Different types of
quantitative technology based on infrared spectroscopy
to detect profenofos were compared based on Fourier transform near-infrared
(FT-NIR; 12,500–4000 cm–1) and Fourier transform
mid-infrared (FT-MIR; 4000–400 cm–1) spectroscopies.
Standard solutions in the range of 0.1–100 mg/L combined with
the dry-extract system for infrared (DESIR) technique were analyzed.

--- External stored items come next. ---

//! Theme and Colors
//!
//! Terminal palettes for RetroBot's themes. The core decides which theme is
//! showing; this module only knows what each one looks like.

use ratatui::style::Color;
use retrobot_core::Theme;

// ============================================================================
// Phosphor Palettes
// ============================================================================

/// Green phosphor text
pub const GREEN_FG: Color = Color::Rgb(51, 255, 102);

/// Green phosphor dim
pub const GREEN_DIM: Color = Color::Rgb(20, 110, 45);

/// Amber monochrome text
pub const AMBER_FG: Color = Color::Rgb(255, 176, 0);

/// Amber dim
pub const AMBER_DIM: Color = Color::Rgb(120, 80, 0);

/// Blue terminal text
pub const BLUE_FG: Color = Color::Rgb(120, 180, 255);

/// Blue terminal background
pub const BLUE_BG: Color = Color::Rgb(0, 20, 60);

/// Purple haze text
pub const PURPLE_FG: Color = Color::Rgb(200, 140, 255);

/// Red alert text
pub const RED_FG: Color = Color::Rgb(255, 80, 80);

// ============================================================================
// Retro Machines
// ============================================================================

/// Commodore 64 light blue on dark blue
pub const C64_FG: Color = Color::Rgb(134, 122, 222);

/// Commodore 64 background
pub const C64_BG: Color = Color::Rgb(72, 58, 170);

/// Apple II green
pub const APPLE2_FG: Color = Color::Rgb(20, 245, 60);

/// Atari orange
pub const ATARI_FG: Color = Color::Rgb(228, 120, 40);

// ============================================================================
// Holidays
// ============================================================================

/// Christmas red
pub const CHRISTMAS_FG: Color = Color::Rgb(220, 40, 40);

/// Christmas green
pub const CHRISTMAS_ACCENT: Color = Color::Rgb(30, 160, 60);

/// Halloween orange
pub const HALLOWEEN_FG: Color = Color::Rgb(255, 120, 0);

/// Halloween purple
pub const HALLOWEEN_ACCENT: Color = Color::Rgb(130, 50, 170);

// ============================================================================
// UI Colors
// ============================================================================

/// Window background for most themes
pub const SCREEN_BG: Color = Color::Rgb(8, 12, 8);

/// Speech bubble text from the user
pub const USER_TEXT: Color = Color::Rgb(200, 200, 200);

/// Error banner
pub const ERROR_TEXT: Color = Color::Rgb(255, 100, 100);

/// Colours for one theme
#[derive(Clone, Copy, Debug, PartialEq, Eq)]
pub struct Palette {
    /// Main text and sprite colour
    pub fg: Color,
    /// Window background
    pub bg: Color,
    /// Borders, highlights and the mood bar
    pub accent: Color,
    /// Secondary text
    pub dim: Color,
}

/// Palette for `theme`
///
/// Rainbow has no fixed colours; [`rainbow_at`] cycles it.
#[must_use]
pub fn palette(theme: Theme) -> Palette {
    match theme {
        Theme::Default => Palette {
            fg: GREEN_FG,
            bg: SCREEN_BG,
            accent: GREEN_FG,
            dim: GREEN_DIM,
        },
        Theme::Amber => Palette {
            fg: AMBER_FG,
            bg: SCREEN_BG,
            accent: AMBER_FG,
            dim: AMBER_DIM,
        },
        Theme::Blue => Palette {
            fg: BLUE_FG,
            bg: BLUE_BG,
            accent: Color::White,
            dim: Color::Rgb(60, 90, 140),
        },
        Theme::Purple => Palette {
            fg: PURPLE_FG,
            bg: Color::Rgb(20, 5, 30),
            accent: Color::Rgb(255, 120, 220),
            dim: Color::Rgb(100, 70, 130),
        },
        Theme::Red => Palette {
            fg: RED_FG,
            bg: Color::Rgb(25, 0, 0),
            accent: Color::Rgb(255, 200, 0),
            dim: Color::Rgb(130, 40, 40),
        },
        Theme::Rainbow => rainbow_at(0),
        Theme::C64 => Palette {
            fg: C64_FG,
            bg: C64_BG,
            accent: Color::White,
            dim: Color::Rgb(100, 90, 190),
        },
        Theme::Apple2 => Palette {
            fg: APPLE2_FG,
            bg: Color::Black,
            accent: APPLE2_FG,
            dim: Color::Rgb(10, 110, 30),
        },
        Theme::Atari => Palette {
            fg: ATARI_FG,
            bg: Color::Rgb(30, 15, 0),
            accent: Color::Rgb(255, 220, 120),
            dim: Color::Rgb(120, 60, 20),
        },
        Theme::Christmas => Palette {
            fg: CHRISTMAS_FG,
            bg: Color::Rgb(5, 20, 5),
            accent: CHRISTMAS_ACCENT,
            dim: Color::Rgb(120, 120, 120),
        },
        Theme::Halloween => Palette {
            fg: HALLOWEEN_FG,
            bg: Color::Black,
            accent: HALLOWEEN_ACCENT,
            dim: Color::Rgb(110, 60, 20),
        },
    }
}

/// Rainbow palette `ms` into its cycle (one lap every three seconds)
#[must_use]
pub fn rainbow_at(ms: u64) -> Palette {
    let hue = (ms % 3_000) as f32 / 3_000.0 * 360.0;
    Palette {
        fg: hue_to_rgb(hue),
        bg: SCREEN_BG,
        accent: hue_to_rgb((hue + 120.0) % 360.0),
        dim: Color::Rgb(90, 90, 90),
    }
}

/// Fully saturated colour at `hue` degrees
#[must_use]
pub fn hue_to_rgb(hue: f32) -> Color {
    let sector = (hue / 60.0).floor() as u8 % 6;
    let f = hue / 60.0 - (hue / 60.0).floor();
    let rise = (255.0 * f) as u8;
    let fall = 255 - rise;
    let (r, g, b) = match sector {
        0 => (255, rise, 0),
        1 => (fall, 255, 0),
        2 => (0, 255, rise),
        3 => (0, fall, 255),
        4 => (rise, 0, 255),
        _ => (255, 0, fall),
    };
    Color::Rgb(r, g, b)
}

#[cfg(test)]
mod tests {
    use super::*;
    use pretty_assertions::assert_eq;

    #[test]
    fn test_every_theme_has_readable_contrast() {
        for theme in [
            Theme::Default,
            Theme::Amber,
            Theme::Blue,
            Theme::Purple,
            Theme::Red,
            Theme::C64,
            Theme::Apple2,
            Theme::Atari,
            Theme::Christmas,
            Theme::Halloween,
        ] {
            let p = palette(theme);
            assert_ne!(p.fg, p.bg, "{theme:?}");
        }
    }

    #[test]
    fn test_hue_wheel_corners() {
        assert_eq!(hue_to_rgb(0.0), Color::Rgb(255, 0, 0));
        assert_eq!(hue_to_rgb(120.0), Color::Rgb(0, 255, 0));
        assert_eq!(hue_to_rgb(240.0), Color::Rgb(0, 0, 255));
    }

    #[test]
    fn test_rainbow_cycles() {
        assert_eq!(rainbow_at(0), rainbow_at(3_000));
        assert_ne!(rainbow_at(0).fg, rainbow_at(1_000).fg);
    }
}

Based on partial least-squares regression (PLSR) to develop a calibration
equation, FT-NIR–PLSR produced the best prediction of profenofos
residues based on the values for R
2 (0.87),
standard error of prediction or SEP (11.68 mg/L), root-mean-square
error of prediction or RMSEP (11.50 mg/L), bias (−0.81 mg/L),
and ratio performance to deviation or RPD (2.81). In addition, FT-MIR–PLSR
produced the best prediction of profenofos residues based on the values
for R
2 (0.83), SEP (13.10 mg/L), RMSEP
(13.00 mg/L), bias (1.46 mg/L), and RPD (2.49). Based on the ease
of use and appropriate sample preparation, FT-NIR–PLSR combined
with DESIR was chosen to detect profenofos in Chinese kale, cabbage,
and chili spur pepper at concentrations of 0.53–106.28 mg/kg.
The quick, easy, cheap, effective, rugged, and safe technique coupled
with gas chromatography–mass spectrometry was used to obtain
the actual values. The best FT-NIR–PLSR equation provided good
profenofos detection in all vegetables based on values for R
2 (0.88–0.97), SEP (5.27–11.07
mg/kg), RMSEP (5.25–11.00 mg/kg), bias (−1.39 to 1.30
mg/kg), and RPD (2.91–5.22). These statistics revealed no significant
differences between the FT-NIR predicted values and actual values
at a confidence interval of 95%, with agreeable results presented
at pesticide residue levels over 30 mg/kg. FT-NIR spectroscopy combined
with DESIR and PLSR should be considered as a promising screening
method for pesticide detection in vegetables.